**Problem requirements:** Gather, from the listing beneath this task, every line holding the string "PersonService".

START Source records

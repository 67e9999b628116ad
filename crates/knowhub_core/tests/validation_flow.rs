use knowhub_core::db::open_db_in_memory;
use knowhub_core::{
    ComponentValidationStatus, DocumentId, DocumentRepository, DocumentStatus, DocumentType,
    NewComponent, NewDocument, PersonId, PersonRole, PersonService, SqliteDocumentRepository,
    SqlitePersonRepository, SqliteValidationRepository, ValidationAction, ValidationService,
    ValidationServiceError,
};
use rusqlite::{params, Connection};
use uuid::Uuid;

#[test]
fn approve_publishes_document_and_writes_exactly_one_activity() {
    let mut conn = open_db_in_memory().unwrap();
    let validator = register_person(&conn, PersonRole::Admin);
    let document = upload_document(&conn, "Approval target");
    set_status(&conn, document, "PENDING_REVIEW");

    let mut service = validation_service(&mut conn);
    let outcome = service
        .apply(document, validator, "APPROVE", "ship it")
        .unwrap();

    assert_eq!(outcome.document.status, DocumentStatus::Published);
    assert_eq!(outcome.activity.document_uuid, document);
    assert_eq!(outcome.activity.validator_uuid, validator);
    assert_eq!(outcome.activity.action, ValidationAction::Approve);
    assert_eq!(outcome.activity.previous_status, DocumentStatus::PendingReview);
    assert_eq!(outcome.activity.new_status, DocumentStatus::Published);
    assert_eq!(outcome.activity.feedback, "ship it");

    let history = service.history(document).unwrap();
    assert_eq!(history.len(), 1);
    assert_eq!(history[0], outcome.activity);
}

#[test]
fn action_mapping_holds_regardless_of_starting_status() {
    let cases = [
        ("APPROVE", DocumentStatus::Published),
        ("REJECT", DocumentStatus::Rejected),
        ("REQUEST_CHANGES", DocumentStatus::Draft),
    ];
    let starting_statuses = ["DRAFT", "UNDER_REVIEW", "REJECTED", "ARCHIVED"];

    for (token, expected) in cases {
        for starting in starting_statuses {
            let mut conn = open_db_in_memory().unwrap();
            let validator = register_person(&conn, PersonRole::KnowledgeChampion);
            let document = upload_document(&conn, "Mapping target");
            set_status(&conn, document, starting);

            let mut service = validation_service(&mut conn);
            let outcome = service.apply(document, validator, token, "").unwrap();

            assert_eq!(
                outcome.document.status, expected,
                "{token} from {starting} should land in {expected:?}"
            );
            assert_eq!(
                outcome.activity.previous_status.as_str(),
                starting,
                "audit must capture the pre-decision status"
            );
            assert_eq!(outcome.activity.new_status, expected);
        }
    }
}

#[test]
fn unrecognized_action_mutates_nothing() {
    let mut conn = open_db_in_memory().unwrap();
    let validator = register_person(&conn, PersonRole::Admin);
    let document = upload_document(&conn, "Untouched");
    set_status(&conn, document, "PENDING_REVIEW");

    let mut service = validation_service(&mut conn);
    let err = service
        .apply(document, validator, "ESCALATE", "")
        .unwrap_err();
    assert!(matches!(err, ValidationServiceError::InvalidAction(token) if token == "ESCALATE"));

    assert_eq!(status_of(&conn, document), "PENDING_REVIEW");
    let service = validation_service(&mut conn);
    assert!(service.history(document).unwrap().is_empty());
}

#[test]
fn approve_validates_attached_component() {
    let mut conn = open_db_in_memory().unwrap();
    let validator = register_person(&conn, PersonRole::Admin);
    let document = upload_document(&conn, "With component");
    set_status(&conn, document, "PENDING_REVIEW");

    let mut service = validation_service(&mut conn);
    let component = service
        .attach_component(&NewComponent::new(document, "Key findings summary"))
        .unwrap();
    assert_eq!(
        component.validation_status,
        ComponentValidationStatus::Pending
    );

    let outcome = service
        .apply(document, validator, "APPROVE", "solid work")
        .unwrap();
    assert!(outcome.component_validated);
    assert_eq!(outcome.document.status, DocumentStatus::Published);

    let validated = service.component_for(document).unwrap().unwrap();
    assert_eq!(
        validated.validation_status,
        ComponentValidationStatus::Validated
    );
    assert_eq!(validated.validated_by, Some(validator));
    assert!(validated.validated_at.is_some());
    assert_eq!(validated.feedback, "solid work");

    assert_eq!(service.history(document).unwrap().len(), 1);
}

#[test]
fn approve_with_empty_feedback_keeps_existing_component_feedback() {
    let mut conn = open_db_in_memory().unwrap();
    let validator = register_person(&conn, PersonRole::Admin);
    let document = upload_document(&conn, "Earlier feedback");

    let service = validation_service(&mut conn);
    service
        .attach_component(&NewComponent::new(document, "Summary"))
        .unwrap();
    conn.execute(
        "UPDATE knowledge_components SET feedback = 'earlier note' WHERE document_uuid = ?1;",
        params![document.to_string()],
    )
    .unwrap();

    let mut service = validation_service(&mut conn);
    let outcome = service.apply(document, validator, "APPROVE", "").unwrap();
    assert!(outcome.component_validated);

    let validated = service.component_for(document).unwrap().unwrap();
    assert_eq!(validated.feedback, "earlier note");
}

#[test]
fn reject_and_request_changes_leave_component_untouched() {
    let mut conn = open_db_in_memory().unwrap();
    let validator = register_person(&conn, PersonRole::KnowledgeChampion);
    let document = upload_document(&conn, "Component stays pending");

    let mut service = validation_service(&mut conn);
    service
        .attach_component(&NewComponent::new(document, "Summary"))
        .unwrap();

    let rejected = service
        .apply(document, validator, "REJECT", "not good enough")
        .unwrap();
    assert!(!rejected.component_validated);

    let changes = service
        .apply(document, validator, "REQUEST_CHANGES", "tighten up")
        .unwrap();
    assert!(!changes.component_validated);

    let component = service.component_for(document).unwrap().unwrap();
    assert_eq!(
        component.validation_status,
        ComponentValidationStatus::Pending
    );
    assert_eq!(component.validated_by, None);

    let history = service.history(document).unwrap();
    assert_eq!(history.len(), 2);
}

#[test]
fn approve_without_component_publishes_and_reports_no_component() {
    let mut conn = open_db_in_memory().unwrap();
    let validator = register_person(&conn, PersonRole::Admin);
    let document = upload_document(&conn, "No component");
    set_status(&conn, document, "UNDER_REVIEW");

    let mut service = validation_service(&mut conn);
    let outcome = service.apply(document, validator, "APPROVE", "").unwrap();

    assert!(!outcome.component_validated);
    assert_eq!(outcome.document.status, DocumentStatus::Published);
}

#[test]
fn missing_document_or_validator_mutates_nothing() {
    let mut conn = open_db_in_memory().unwrap();
    let validator = register_person(&conn, PersonRole::Admin);
    let document = upload_document(&conn, "Real document");

    let ghost_document: DocumentId = Uuid::new_v4();
    let mut service = validation_service(&mut conn);
    let err = service
        .apply(ghost_document, validator, "APPROVE", "")
        .unwrap_err();
    assert!(matches!(err, ValidationServiceError::DocumentNotFound(id) if id == ghost_document));

    let ghost_validator: PersonId = Uuid::new_v4();
    let mut service = validation_service(&mut conn);
    let err = service
        .apply(document, ghost_validator, "APPROVE", "")
        .unwrap_err();
    assert!(matches!(err, ValidationServiceError::ValidatorNotFound(id) if id == ghost_validator));

    assert_eq!(status_of(&conn, document), "DRAFT");
    let activities: i64 = conn
        .query_row("SELECT COUNT(*) FROM validation_activities;", [], |row| {
            row.get(0)
        })
        .unwrap();
    assert_eq!(activities, 0);
}

#[test]
fn second_component_attachment_is_refused() {
    let mut conn = open_db_in_memory().unwrap();
    let document = upload_document(&conn, "One component only");

    let service = validation_service(&mut conn);
    service
        .attach_component(&NewComponent::new(document, "First summary"))
        .unwrap();
    let err = service
        .attach_component(&NewComponent::new(document, "Second summary"))
        .unwrap_err();
    assert!(
        matches!(err, ValidationServiceError::ComponentAlreadyAttached(id) if id == document)
    );
}

#[test]
fn attach_component_to_missing_document_fails() {
    let mut conn = open_db_in_memory().unwrap();
    let ghost: DocumentId = Uuid::new_v4();

    let service = validation_service(&mut conn);
    let err = service
        .attach_component(&NewComponent::new(ghost, "Summary"))
        .unwrap_err();
    assert!(matches!(err, ValidationServiceError::DocumentNotFound(id) if id == ghost));
}

fn validation_service(
    conn: &mut Connection,
) -> ValidationService<SqliteValidationRepository<'_>> {
    ValidationService::new(SqliteValidationRepository::try_new(conn).unwrap())
}

fn register_person(conn: &Connection, role: PersonRole) -> PersonId {
    let service = PersonService::new(SqlitePersonRepository::try_new(conn).unwrap());
    service
        .register(format!("{}@example.com", Uuid::new_v4()), "Reviewer", role)
        .unwrap()
        .uuid
}

fn upload_document(conn: &Connection, title: &str) -> DocumentId {
    let uploader = register_person(conn, PersonRole::User);
    let repo = SqliteDocumentRepository::try_new(conn).unwrap();
    repo.create_document(&NewDocument::new(title, uploader, DocumentType::Report))
        .unwrap()
        .uuid
}

fn set_status(conn: &Connection, id: DocumentId, status: &str) {
    conn.execute(
        "UPDATE documents SET status = ?1 WHERE uuid = ?2;",
        params![status, id.to_string()],
    )
    .unwrap();
}

fn status_of(conn: &Connection, id: DocumentId) -> String {
    conn.query_row(
        "SELECT status FROM documents WHERE uuid = ?1;",
        params![id.to_string()],
        |row| row.get(0),
    )
    .unwrap()
}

END Source records

**Answer space:**
    NewComponent, NewDocument, PersonId, PersonRole, PersonService, SqliteDocumentRepository,
    let service = PersonService::new(SqlitePersonRepository::try_new(conn).unwrap());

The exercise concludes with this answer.